# Stored items

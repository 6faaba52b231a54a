//! # Tab Repository
//!
//! Customers and their running tabs.
//!
//! Every balance change follows the same shape inside one SQL transaction:
//! read the customer row, ask `tally_core::tab` whether the change is
//! allowed, then write the balance the rule returned. A refused change
//! rolls back and writes nothing.

use chrono::Utc;
use serde::Serialize;
use sqlx::{SqliteConnection, SqlitePool};
use tracing::{debug, info, warn};
use uuid::Uuid;

use tally_core::tab::{
    calculate_credit_usage, credit_warning_level, validate_tab_charge, validate_tab_settlement,
};
use tally_core::validation::{validate_credit_limit, validate_name};
use tally_core::{
    CreditUsage, CreditWarningLevel, Customer, Money, StoreSettings, TabCharge, TabSettlement,
    TabStatus,
};

use crate::error::{DbError, DbResult};

const CUSTOMER_COLUMNS: &str =
    "id, name, email, balance_cents, credit_limit_cents, tab_status, created_at, updated_at";

/// Input for a new customer.
#[derive(Debug, Clone, Default)]
pub struct NewCustomer {
    pub name: String,
    pub email: Option<String>,
    /// `None` takes the store's default credit limit.
    pub credit_limit: Option<Money>,
}

/// Balance, limit and how much of the line is in use.
#[derive(Debug, Clone, Copy, PartialEq, Serialize)]
#[serde(rename_all = "camelCase")]
pub struct CreditSummary {
    pub balance: Money,
    pub credit_limit: Money,
    pub usage: CreditUsage,
    pub level: CreditWarningLevel,
}

/// Repository for customer tab operations.
#[derive(Debug, Clone)]
pub struct TabRepository {
    pool: SqlitePool,
}

impl TabRepository {
    /// Creates a new TabRepository.
    pub fn new(pool: SqlitePool) -> Self {
        TabRepository { pool }
    }

    /// Opens a customer account with a zero balance.
    pub async fn create_customer(
        &self,
        new: NewCustomer,
        settings: &StoreSettings,
    ) -> DbResult<Customer> {
        let name = validate_name("name", &new.name)?;
        let credit_limit = new
            .credit_limit
            .unwrap_or_else(|| settings.default_credit_limit());
        validate_credit_limit(credit_limit)?;

        let email = new
            .email
            .map(|e| e.trim().to_string())
            .filter(|e| !e.is_empty());

        let now = Utc::now();
        let customer = Customer {
            id: Uuid::new_v4().to_string(),
            name,
            email,
            balance_cents: 0,
            credit_limit_cents: credit_limit.cents(),
            tab_status: TabStatus::Active,
            created_at: now,
            updated_at: now,
        };

        debug!(id = %customer.id, credit_limit = %credit_limit, "Creating customer");

        sqlx::query(
            r#"
            INSERT INTO customers (
                id, name, email, balance_cents, credit_limit_cents,
                tab_status, created_at, updated_at
            ) VALUES (?1, ?2, ?3, ?4, ?5, ?6, ?7, ?8)
            "#,
        )
        .bind(&customer.id)
        .bind(&customer.name)
        .bind(&customer.email)
        .bind(customer.balance_cents)
        .bind(customer.credit_limit_cents)
        .bind(customer.tab_status)
        .bind(customer.created_at)
        .bind(customer.updated_at)
        .execute(&self.pool)
        .await?;

        Ok(customer)
    }

    pub async fn get_customer(&self, id: &str) -> DbResult<Option<Customer>> {
        let mut conn = self.pool.acquire().await?;
        fetch_customer(&mut conn, id).await
    }

    /// Suspends, freezes or reactivates a tab.
    pub async fn set_status(&self, id: &str, status: TabStatus) -> DbResult<Customer> {
        let result = sqlx::query("UPDATE customers SET tab_status = ?2, updated_at = ?3 WHERE id = ?1")
            .bind(id)
            .bind(status)
            .bind(Utc::now())
            .execute(&self.pool)
            .await?;

        if result.rows_affected() == 0 {
            return Err(DbError::not_found("Customer", id));
        }

        info!(customer_id = %id, status = status.as_str(), "Tab status changed");
        self.require_customer(id).await
    }

    /// Sets the credit limit. Zero turns tabs off for the customer.
    pub async fn set_credit_limit(&self, id: &str, limit: Money) -> DbResult<Customer> {
        validate_credit_limit(limit)?;

        let result = sqlx::query(
            "UPDATE customers SET credit_limit_cents = ?2, updated_at = ?3 WHERE id = ?1",
        )
        .bind(id)
        .bind(limit.cents())
        .bind(Utc::now())
        .execute(&self.pool)
        .await?;

        if result.rows_affected() == 0 {
            return Err(DbError::not_found("Customer", id));
        }

        info!(customer_id = %id, credit_limit = %limit, "Credit limit changed");
        self.require_customer(id).await
    }

    /// Puts `amount` on the customer's tab.
    ///
    /// `allow_override` is a manager override: it lifts the credit cap but
    /// not the status or tabs-disabled checks.
    pub async fn charge(&self, id: &str, amount: Money, allow_override: bool) -> DbResult<TabCharge> {
        let mut tx = self.pool.begin().await?;

        let customer = fetch_customer(&mut tx, id)
            .await?
            .ok_or_else(|| DbError::not_found("Customer", id))?;

        let charge = validate_tab_charge(
            amount,
            customer.balance(),
            customer.credit_limit(),
            customer.tab_status,
            allow_override,
        )?;

        write_balance(&mut tx, id, charge.new_balance).await?;
        tx.commit().await?;

        if charge.override_applied {
            warn!(
                customer_id = %id,
                new_balance = %charge.new_balance,
                credit_limit = %customer.credit_limit(),
                "Tab charge accepted over credit limit by override"
            );
        } else {
            info!(customer_id = %id, amount = %amount, new_balance = %charge.new_balance, "Tab charged");
        }

        Ok(charge)
    }

    /// Records a payment against the customer's tab.
    pub async fn settle(&self, id: &str, amount: Money) -> DbResult<TabSettlement> {
        let mut tx = self.pool.begin().await?;

        let customer = fetch_customer(&mut tx, id)
            .await?
            .ok_or_else(|| DbError::not_found("Customer", id))?;

        let settlement = validate_tab_settlement(amount, customer.balance())?;

        write_balance(&mut tx, id, settlement.new_balance).await?;
        tx.commit().await?;

        info!(
            customer_id = %id,
            amount = %amount,
            new_balance = %settlement.new_balance,
            "Tab payment recorded"
        );

        Ok(settlement)
    }

    /// Credit usage for the customer's dashboard badge.
    pub async fn credit_summary(&self, id: &str) -> DbResult<CreditSummary> {
        let customer = self.require_customer(id).await?;
        let balance = customer.balance();
        let credit_limit = customer.credit_limit();

        Ok(CreditSummary {
            balance,
            credit_limit,
            usage: calculate_credit_usage(balance, credit_limit),
            level: credit_warning_level(balance, credit_limit),
        })
    }

    async fn require_customer(&self, id: &str) -> DbResult<Customer> {
        self.get_customer(id)
            .await?
            .ok_or_else(|| DbError::not_found("Customer", id))
    }
}

async fn fetch_customer(conn: &mut SqliteConnection, id: &str) -> DbResult<Option<Customer>> {
    let sql = format!("SELECT {CUSTOMER_COLUMNS} FROM customers WHERE id = ?1");
    let customer = sqlx::query_as::<_, Customer>(&sql)
        .bind(id)
        .fetch_optional(&mut *conn)
        .await?;
    Ok(customer)
}

async fn write_balance(conn: &mut SqliteConnection, id: &str, balance: Money) -> DbResult<()> {
    sqlx::query("UPDATE customers SET balance_cents = ?2, updated_at = ?3 WHERE id = ?1")
        .bind(id)
        .bind(balance.cents())
        .bind(Utc::now())
        .execute(&mut *conn)
        .await?;
    Ok(())
}

// =============================================================================
// Unit Tests
// =============================================================================

#[cfg(test)]
mod tests {
    use super::*;
    use crate::pool::{Database, DbConfig};
    use tally_core::{CoreError, TabError};

    async fn setup() -> TabRepository {
        let db = Database::new(DbConfig::in_memory()).await.unwrap();
        db.tabs()
    }

    async fn customer_with(repo: &TabRepository, limit_cents: i64, balance_cents: i64) -> Customer {
        let customer = repo
            .create_customer(
                NewCustomer {
                    name: "Sam Regular".to_string(),
                    credit_limit: Some(Money::from_cents(limit_cents)),
                    ..NewCustomer::default()
                },
                &StoreSettings::default(),
            )
            .await
            .unwrap();

        if balance_cents > 0 {
            repo.charge(&customer.id, Money::from_cents(balance_cents), true)
                .await
                .unwrap();
        }
        customer
    }

    fn balance_of(customer: &Option<Customer>) -> i64 {
        customer.as_ref().map(|c| c.balance_cents).unwrap_or(-1)
    }

    #[tokio::test]
    async fn test_new_customer_takes_default_limit() {
        let repo = setup().await;
        let settings = StoreSettings {
            default_credit_limit_cents: 20_000,
            ..StoreSettings::default()
        };

        let customer = repo
            .create_customer(
                NewCustomer {
                    name: "Alex".to_string(),
                    email: Some("  ".to_string()),
                    credit_limit: None,
                },
                &settings,
            )
            .await
            .unwrap();

        assert_eq!(customer.credit_limit_cents, 20_000);
        assert_eq!(customer.email, None);
        assert_eq!(repo.get_customer(&customer.id).await.unwrap(), Some(customer));
    }

    #[tokio::test]
    async fn test_charge_writes_new_balance() {
        let repo = setup().await;
        let customer = customer_with(&repo, 50_000, 40_000).await;

        let charge = repo
            .charge(&customer.id, Money::from_cents(10_000), false)
            .await
            .unwrap();
        assert_eq!(charge.new_balance, Money::from_cents(50_000));
        assert!(!charge.override_applied);

        let stored = repo.get_customer(&customer.id).await.unwrap();
        assert_eq!(balance_of(&stored), 50_000);
    }

    #[tokio::test]
    async fn test_rejected_charge_writes_nothing() {
        let repo = setup().await;
        let customer = customer_with(&repo, 50_000, 45_000).await;

        let err = repo
            .charge(&customer.id, Money::from_cents(10_000), false)
            .await
            .unwrap_err();

        match err {
            DbError::Core(CoreError::Tab(ref tab)) => {
                assert_eq!(tab.would_exceed_by(), Some(Money::from_cents(5_000)));
            }
            other => panic!("unexpected error: {other:?}"),
        }
        assert!(err.is_rejection());

        let stored = repo.get_customer(&customer.id).await.unwrap();
        assert_eq!(balance_of(&stored), 45_000);
    }

    #[tokio::test]
    async fn test_override_lifts_cap() {
        let repo = setup().await;
        let customer = customer_with(&repo, 50_000, 45_000).await;

        let charge = repo
            .charge(&customer.id, Money::from_cents(10_000), true)
            .await
            .unwrap();
        assert_eq!(charge.new_balance, Money::from_cents(55_000));
        assert!(charge.override_applied);

        let summary = repo.credit_summary(&customer.id).await.unwrap();
        assert_eq!(summary.usage, CreditUsage::Percent(110.0));
        assert_eq!(summary.level, CreditWarningLevel::Exceeded);
    }

    #[tokio::test]
    async fn test_status_and_disabled_tabs_block_charges() {
        let repo = setup().await;
        let customer = customer_with(&repo, 50_000, 0).await;

        repo.set_status(&customer.id, TabStatus::Frozen).await.unwrap();
        let err = repo
            .charge(&customer.id, Money::from_cents(100), true)
            .await
            .unwrap_err();
        assert!(matches!(err, DbError::Core(CoreError::Tab(TabError::Frozen))));

        repo.set_status(&customer.id, TabStatus::Active).await.unwrap();
        repo.set_credit_limit(&customer.id, Money::zero()).await.unwrap();
        let err = repo
            .charge(&customer.id, Money::from_cents(100), true)
            .await
            .unwrap_err();
        assert!(matches!(err, DbError::Core(CoreError::Tab(TabError::TabsDisabled))));

        assert!(repo
            .set_credit_limit(&customer.id, Money::from_cents(-1))
            .await
            .is_err());
    }

    #[tokio::test]
    async fn test_settle() {
        let repo = setup().await;
        let customer = customer_with(&repo, 1_000, 30).await;

        let settlement = repo.settle(&customer.id, Money::from_cents(10)).await.unwrap();
        assert_eq!(settlement.new_balance, Money::from_cents(20));

        let err = repo
            .settle(&customer.id, Money::from_cents(600))
            .await
            .unwrap_err();
        assert_eq!(err.to_string(), "Payment amount exceeds balance of $0.20");

        let stored = repo.get_customer(&customer.id).await.unwrap();
        assert_eq!(balance_of(&stored), 20);
    }

    #[tokio::test]
    async fn test_credit_summary_warning_band() {
        let repo = setup().await;
        let customer = customer_with(&repo, 50_000, 40_000).await;

        let summary = repo.credit_summary(&customer.id).await.unwrap();
        assert_eq!(summary.usage, CreditUsage::Percent(80.0));
        assert_eq!(summary.level, CreditWarningLevel::Warning);
    }

    #[tokio::test]
    async fn test_unknown_customer() {
        let repo = setup().await;
        assert!(matches!(
            repo.charge("missing", Money::from_cents(100), false)
                .await
                .unwrap_err(),
            DbError::NotFound { .. }
        ));
        assert!(matches!(
            repo.set_status("missing", TabStatus::Suspended).await.unwrap_err(),
            DbError::NotFound { .. }
        ));
    }
}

# What you will do
If a line falls between the first line of the records and the line containing "line is in use.", inclusive, repeat it exactly; leave out all others.

# Response below
repository 6faaba52b231a54a
//! # Tab Repository
//!
//! Customers and their running tabs.
//!
//! Every balance change follows the same shape inside one SQL transaction:
//! read the customer row, ask `tally_core::tab` whether the change is
//! allowed, then write the balance the rule returned. A refused change
//! rolls back and writes nothing.

use chrono::Utc;
use serde::Serialize;
use sqlx::{SqliteConnection, SqlitePool};
use tracing::{debug, info, warn};
use uuid::Uuid;

use tally_core::tab::{
    calculate_credit_usage, credit_warning_level, validate_tab_charge, validate_tab_settlement,
};
use tally_core::validation::{validate_credit_limit, validate_name};
use tally_core::{
    CreditUsage, CreditWarningLevel, Customer, Money, StoreSettings, TabCharge, TabSettlement,
    TabStatus,
};

use crate::error::{DbError, DbResult};

const CUSTOMER_COLUMNS: &str =
    "id, name, email, balance_cents, credit_limit_cents, tab_status, created_at, updated_at";

/// Input for a new customer.
#[derive(Debug, Clone, Default)]
pub struct NewCustomer {
    pub name: String,
    pub email: Option<String>,
    /// `None` takes the store's default credit limit.
    pub credit_limit: Option<Money>,
}

/// Balance, limit and how much of the line is in use.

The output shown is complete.